SHOOT TO THRILL
The Golden State Warriors’ star playmaker reminds us that regardless of the stakes, you should try to hold onto the joy of playing a game
As a hoops fan for 30 odd years I’ve often found myself on deserted suburban courts working on my game. Between throwing up wonky jump-shots and trying to tighten a sloppy handle, I’ve sometimes paused to contemplate the feats of the absurdly proportioned, supremely athletic players of the NBA, and concluded, with some sadness, that they’re playing a different game to me. Not so with Steph Curry.
Drafted no.7 in the 2009 draft, the slightly-built and initially injury-plagued point guard was underestimated from the start. His boyish features didn’t help. Fans like myself were inclined to dismiss him because he was too much like us. Later, when his career took off, his relative ordinariness inspired us.
The famous 1990s Gatorade commercial encouraged fans to ‘be like Mike’. It was aspirational, though patently impossible – no one before or since has approached Jordan’s standing on the court. But with all his flaws and a game that doesn’t rely on freakish athleticism, well, we can kid ourselves that we can be like Curry.
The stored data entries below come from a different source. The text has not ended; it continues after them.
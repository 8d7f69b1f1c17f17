use std::sync::Arc;
use std::time::{Duration, Instant};

use crate::support::helpers::{
    init_tracing, sample_catalog, wait_for_catalog_status, ScriptedProvider,
};
use anyhow::{bail, Result};
use chrono::Utc;
use enrichflow::{
    Batch, CatalogStatus, InMemoryStore, LineItem, PipelineConfig, ProviderKind, RawFields, Runner,
};
use tokio::time::sleep;

fn runner_config() -> Result<PipelineConfig> {
    PipelineConfig::builder()
        .provider(ProviderKind::Amazon)
        .batch_size(5)
        .worker_count(2)
        .poll_wait(Duration::from_millis(50))
        .provider_timeout(Duration::from_millis(500))
        .retry_initial_backoff(Duration::from_millis(5))
        .retry_max_backoff(Duration::from_millis(20))
        .build()
}

#[tokio::test(flavor = "multi_thread", worker_threads = 4)]
async fn runner_processes_catalogs_across_restarts() -> Result<()> {
    init_tracing();
    let provider = Arc::new(ScriptedProvider::new());
    let store = Arc::new(InMemoryStore::new());
    let mut runner = Runner::new(runner_config()?, provider, store.clone());

    runner.start().await?;
    // a second start is a no-op, not an error
    runner.start().await?;

    runner
        .pipeline()
        .submit_catalog(&sample_catalog("cat-first", 10))
        .await?;
    wait_for_catalog_status(
        runner.pipeline(),
        "cat-first",
        CatalogStatus::Completed,
        Duration::from_secs(10),
    )
    .await?;
    runner.stop().await?;
    assert!(!runner.pipeline().is_running());

    // stop reinitializes the shutdown token, so a fresh run starts clean
    runner.start().await?;
    runner
        .pipeline()
        .submit_catalog(&sample_catalog("cat-second", 10))
        .await?;
    wait_for_catalog_status(
        runner.pipeline(),
        "cat-second",
        CatalogStatus::Completed,
        Duration::from_secs(10),
    )
    .await?;
    runner.stop().await?;

    assert_eq!(store.enriched_count("cat-first").await, 10);
    assert_eq!(store.enriched_count("cat-second").await, 10);

    Ok(())
}

#[tokio::test(flavor = "multi_thread", worker_threads = 4)]
async fn cancellation_token_stops_a_background_run() -> Result<()> {
    init_tracing();
    let provider = Arc::new(ScriptedProvider::new());
    let store = Arc::new(InMemoryStore::new());
    let mut runner = Runner::new(runner_config()?, provider, store.clone());

    // submission only needs the queue and the tracker; the workers drain the
    // backlog once the background run starts
    runner
        .pipeline()
        .submit_catalog(&sample_catalog("cat-bg", 5))
        .await?;
    let token = runner.cancellation_token();

    let run = tokio::spawn(async move {
        let result = runner.run_until_ctrl_c().await;
        (runner, result)
    });

    let started = Instant::now();
    while store.enriched_count("cat-bg").await < 5 {
        if started.elapsed() > Duration::from_secs(10) {
            token.cancel();
            bail!("background run did not process the catalog in time");
        }
        sleep(Duration::from_millis(50)).await;
    }

    token.cancel();
    let Ok(joined) = tokio::time::timeout(Duration::from_secs(5), run).await else {
        bail!("cancelling the token did not stop the background run");
    };
    let (runner, result) = joined?;
    result?;

    assert!(!runner.pipeline().is_running());
    assert_eq!(
        runner.pipeline().status("cat-bg").await?,
        CatalogStatus::Completed
    );

    Ok(())
}

#[tokio::test(flavor = "multi_thread", worker_threads = 4)]
async fn worker_errors_abort_a_background_run() -> Result<()> {
    init_tracing();
    let provider = Arc::new(ScriptedProvider::new());
    let store = Arc::new(InMemoryStore::new());
    let mut runner = Runner::new(runner_config()?, provider, store);

    // a batch that never went through submission is a wiring bug; the first
    // report against it must take the whole run down
    let ghost = Batch {
        catalog_id: "ghost".to_string(),
        batch_id: "ghost:0001".to_string(),
        user_id: "user-1".to_string(),
        batch_number: 1,
        total_batches: 1,
        total_items: 1,
        enqueued_at: Utc::now(),
        items: vec![LineItem::new("item-0", RawFields::new())],
    };
    runner.pipeline().queue().enqueue(ghost).await;

    let run = tokio::spawn(async move {
        let result = runner.run_until_ctrl_c().await;
        (runner, result)
    });

    let Ok(joined) = tokio::time::timeout(Duration::from_secs(10), run).await else {
        bail!("fatal worker error did not stop the background run");
    };
    let (runner, result) = joined?;
    let err = result.expect_err("unregistered batch should abort the run");
    let chain = format!("{err:#}");
    assert!(
        chain.contains("enrichment pipeline aborted"),
        "unexpected error chain: {chain}"
    );
    assert!(
        chain.contains("not registered"),
        "unexpected error chain: {chain}"
    );
    assert!(!runner.pipeline().is_running());

    Ok(())
}
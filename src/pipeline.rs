//! Pipeline orchestration covering catalog submission, the worker pool run
//! loop, lifecycle management, and dead-letter reconciliation.

pub mod engine;
pub(crate) mod lifecycle;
In doing so we yet again underestimate and diminish his accomplishments. At the midpoint of his career, the Warriors star is already regarded as the greatest shooter in history. But where most of the game’s great marksmen have relied on being fed the ball in their preferred spots, Curry dribbles around defenders like a latter-day Globetrotter. In doing so he can create his own shot and - here’s where he truly stands alone - knock it down from anywhere inside the half court. This near-cosmic range has produced a unique form of offensive alchemy that’s powered the Warriors to two titles in three years and fundamentally changed the way the game is played.
If this was all Curry was, it would be enough for me but where Jordan and Kobe sought to humiliate opponents, Curry’s game is powered, in his own words, by a sense of “joy” – occasionally to his detriment. In the closing moments of game 7 of the 2016 finals he attempted a behind-the-back pass that went astray. He was widely panned for it but the thing with Curry is that he refuses to let the stage or the stakes change the way he plays.
It’s an attitude that resonates on and off the court. If you don’t shoot you don’t score. And if you treat sport as more than a game, you don’t permit yourself to experience the joy it can bring.
Shooting star: Curry launches threes from outer space.